**Activity:** Filter this material down to the lines that contain the string "their", and return those lines.
-- Opening Marker --
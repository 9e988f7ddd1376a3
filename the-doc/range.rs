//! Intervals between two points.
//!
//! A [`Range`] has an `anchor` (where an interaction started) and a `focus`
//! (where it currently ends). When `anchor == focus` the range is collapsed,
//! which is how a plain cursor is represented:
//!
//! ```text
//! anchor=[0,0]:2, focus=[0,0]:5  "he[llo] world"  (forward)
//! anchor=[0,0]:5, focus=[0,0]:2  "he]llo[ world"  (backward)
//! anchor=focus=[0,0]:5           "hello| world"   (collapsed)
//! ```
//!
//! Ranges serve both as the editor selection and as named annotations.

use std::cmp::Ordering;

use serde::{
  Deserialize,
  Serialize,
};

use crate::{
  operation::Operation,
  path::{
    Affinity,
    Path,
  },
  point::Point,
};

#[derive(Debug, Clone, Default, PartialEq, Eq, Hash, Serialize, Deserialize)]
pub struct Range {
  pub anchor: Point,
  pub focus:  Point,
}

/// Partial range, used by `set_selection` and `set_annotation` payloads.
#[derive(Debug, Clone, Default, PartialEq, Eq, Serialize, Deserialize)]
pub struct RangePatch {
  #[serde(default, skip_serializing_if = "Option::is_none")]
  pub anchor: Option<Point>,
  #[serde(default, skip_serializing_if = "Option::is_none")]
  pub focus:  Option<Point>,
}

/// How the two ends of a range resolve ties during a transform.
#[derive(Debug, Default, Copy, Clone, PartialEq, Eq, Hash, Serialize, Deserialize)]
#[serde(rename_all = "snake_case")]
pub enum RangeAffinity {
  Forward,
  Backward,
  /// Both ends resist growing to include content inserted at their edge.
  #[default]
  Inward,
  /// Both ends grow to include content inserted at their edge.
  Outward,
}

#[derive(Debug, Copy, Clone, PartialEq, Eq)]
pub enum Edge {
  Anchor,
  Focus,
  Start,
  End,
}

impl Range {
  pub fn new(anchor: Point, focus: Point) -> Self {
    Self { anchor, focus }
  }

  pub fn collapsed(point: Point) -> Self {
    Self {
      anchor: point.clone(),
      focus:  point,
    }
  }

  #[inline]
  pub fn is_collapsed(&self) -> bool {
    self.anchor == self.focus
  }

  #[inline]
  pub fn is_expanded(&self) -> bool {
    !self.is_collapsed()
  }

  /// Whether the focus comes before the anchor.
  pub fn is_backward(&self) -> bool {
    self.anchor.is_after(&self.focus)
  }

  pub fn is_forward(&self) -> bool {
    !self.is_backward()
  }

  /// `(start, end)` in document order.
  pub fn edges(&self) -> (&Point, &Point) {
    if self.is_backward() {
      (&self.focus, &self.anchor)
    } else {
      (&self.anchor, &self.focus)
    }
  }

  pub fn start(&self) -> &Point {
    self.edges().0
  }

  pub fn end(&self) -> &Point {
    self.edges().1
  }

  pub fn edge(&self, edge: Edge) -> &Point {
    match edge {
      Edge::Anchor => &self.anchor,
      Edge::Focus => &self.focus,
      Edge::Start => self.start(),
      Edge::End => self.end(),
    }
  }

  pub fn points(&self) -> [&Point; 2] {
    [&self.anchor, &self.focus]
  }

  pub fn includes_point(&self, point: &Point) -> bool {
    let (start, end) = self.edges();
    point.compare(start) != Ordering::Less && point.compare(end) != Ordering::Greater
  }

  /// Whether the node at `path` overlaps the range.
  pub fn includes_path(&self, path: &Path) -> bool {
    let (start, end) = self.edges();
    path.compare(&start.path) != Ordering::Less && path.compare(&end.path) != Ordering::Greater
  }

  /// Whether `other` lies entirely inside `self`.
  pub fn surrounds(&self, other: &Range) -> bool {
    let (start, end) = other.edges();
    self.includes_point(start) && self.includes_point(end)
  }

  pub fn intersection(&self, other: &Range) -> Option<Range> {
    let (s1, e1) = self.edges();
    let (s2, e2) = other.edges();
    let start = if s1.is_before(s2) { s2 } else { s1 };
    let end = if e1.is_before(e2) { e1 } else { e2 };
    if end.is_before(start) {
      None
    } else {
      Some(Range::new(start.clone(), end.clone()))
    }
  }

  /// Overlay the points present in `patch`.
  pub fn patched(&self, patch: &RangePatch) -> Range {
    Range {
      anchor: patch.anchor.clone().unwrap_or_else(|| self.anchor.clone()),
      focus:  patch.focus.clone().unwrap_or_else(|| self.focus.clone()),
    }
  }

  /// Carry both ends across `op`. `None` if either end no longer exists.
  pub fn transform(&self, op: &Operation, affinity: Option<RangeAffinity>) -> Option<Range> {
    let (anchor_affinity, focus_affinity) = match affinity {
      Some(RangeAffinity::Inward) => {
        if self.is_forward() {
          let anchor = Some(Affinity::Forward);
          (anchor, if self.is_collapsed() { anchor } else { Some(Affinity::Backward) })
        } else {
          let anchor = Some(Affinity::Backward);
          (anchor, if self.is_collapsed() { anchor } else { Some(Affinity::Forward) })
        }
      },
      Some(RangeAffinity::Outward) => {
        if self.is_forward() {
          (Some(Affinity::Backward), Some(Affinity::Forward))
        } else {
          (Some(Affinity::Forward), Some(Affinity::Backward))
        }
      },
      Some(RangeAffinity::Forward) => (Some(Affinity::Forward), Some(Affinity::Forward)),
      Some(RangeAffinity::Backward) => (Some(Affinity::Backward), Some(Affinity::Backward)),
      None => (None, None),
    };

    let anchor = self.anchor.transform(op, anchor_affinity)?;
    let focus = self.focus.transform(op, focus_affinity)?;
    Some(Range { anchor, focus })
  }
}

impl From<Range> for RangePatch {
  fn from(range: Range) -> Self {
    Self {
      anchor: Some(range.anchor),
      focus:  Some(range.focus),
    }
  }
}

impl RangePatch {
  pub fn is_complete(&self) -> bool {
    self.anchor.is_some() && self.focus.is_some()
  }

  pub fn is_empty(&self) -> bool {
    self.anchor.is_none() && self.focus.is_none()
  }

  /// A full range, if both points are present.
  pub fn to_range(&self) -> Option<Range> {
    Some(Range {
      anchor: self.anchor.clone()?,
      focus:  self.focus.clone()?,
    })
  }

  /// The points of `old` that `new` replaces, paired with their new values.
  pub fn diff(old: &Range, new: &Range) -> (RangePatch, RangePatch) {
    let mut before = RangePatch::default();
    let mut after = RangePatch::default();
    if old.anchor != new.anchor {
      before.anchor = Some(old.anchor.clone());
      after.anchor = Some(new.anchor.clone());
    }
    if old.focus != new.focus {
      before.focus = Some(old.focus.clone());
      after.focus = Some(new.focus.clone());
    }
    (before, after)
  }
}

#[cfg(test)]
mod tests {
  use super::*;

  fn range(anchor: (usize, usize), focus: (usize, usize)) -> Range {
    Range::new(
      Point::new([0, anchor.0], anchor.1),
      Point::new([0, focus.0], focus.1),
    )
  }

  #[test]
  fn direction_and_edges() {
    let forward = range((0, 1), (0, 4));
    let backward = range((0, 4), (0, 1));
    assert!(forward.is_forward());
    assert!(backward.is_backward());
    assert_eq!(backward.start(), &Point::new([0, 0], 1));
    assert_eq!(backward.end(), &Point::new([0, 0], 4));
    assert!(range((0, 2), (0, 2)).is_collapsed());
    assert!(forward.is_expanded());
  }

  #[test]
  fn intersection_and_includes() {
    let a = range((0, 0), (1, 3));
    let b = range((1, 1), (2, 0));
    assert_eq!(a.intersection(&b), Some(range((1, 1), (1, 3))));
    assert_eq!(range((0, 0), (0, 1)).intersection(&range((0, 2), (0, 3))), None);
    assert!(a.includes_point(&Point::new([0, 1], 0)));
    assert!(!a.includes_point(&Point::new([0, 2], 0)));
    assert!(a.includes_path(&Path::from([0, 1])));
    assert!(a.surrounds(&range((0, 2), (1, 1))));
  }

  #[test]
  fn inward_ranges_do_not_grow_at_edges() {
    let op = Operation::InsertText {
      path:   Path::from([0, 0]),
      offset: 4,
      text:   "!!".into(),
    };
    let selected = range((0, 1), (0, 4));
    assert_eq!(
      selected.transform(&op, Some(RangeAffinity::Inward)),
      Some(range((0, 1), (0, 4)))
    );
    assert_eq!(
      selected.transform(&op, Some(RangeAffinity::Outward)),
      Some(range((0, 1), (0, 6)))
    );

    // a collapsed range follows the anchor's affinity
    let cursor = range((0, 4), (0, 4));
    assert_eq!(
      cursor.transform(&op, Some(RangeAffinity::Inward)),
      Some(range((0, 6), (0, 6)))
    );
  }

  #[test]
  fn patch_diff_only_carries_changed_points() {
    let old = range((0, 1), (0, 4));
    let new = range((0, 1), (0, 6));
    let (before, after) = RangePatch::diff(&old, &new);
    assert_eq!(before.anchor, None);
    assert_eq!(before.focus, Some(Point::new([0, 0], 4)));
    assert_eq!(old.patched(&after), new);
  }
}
-- Closing Marker --
**Answer to this exercise:**
  /// Both ends resist growing to include content inserted at their edge.
  /// Both ends grow to include content inserted at their edge.
  /// The points of `old` that `new` replaces, paired with their new values.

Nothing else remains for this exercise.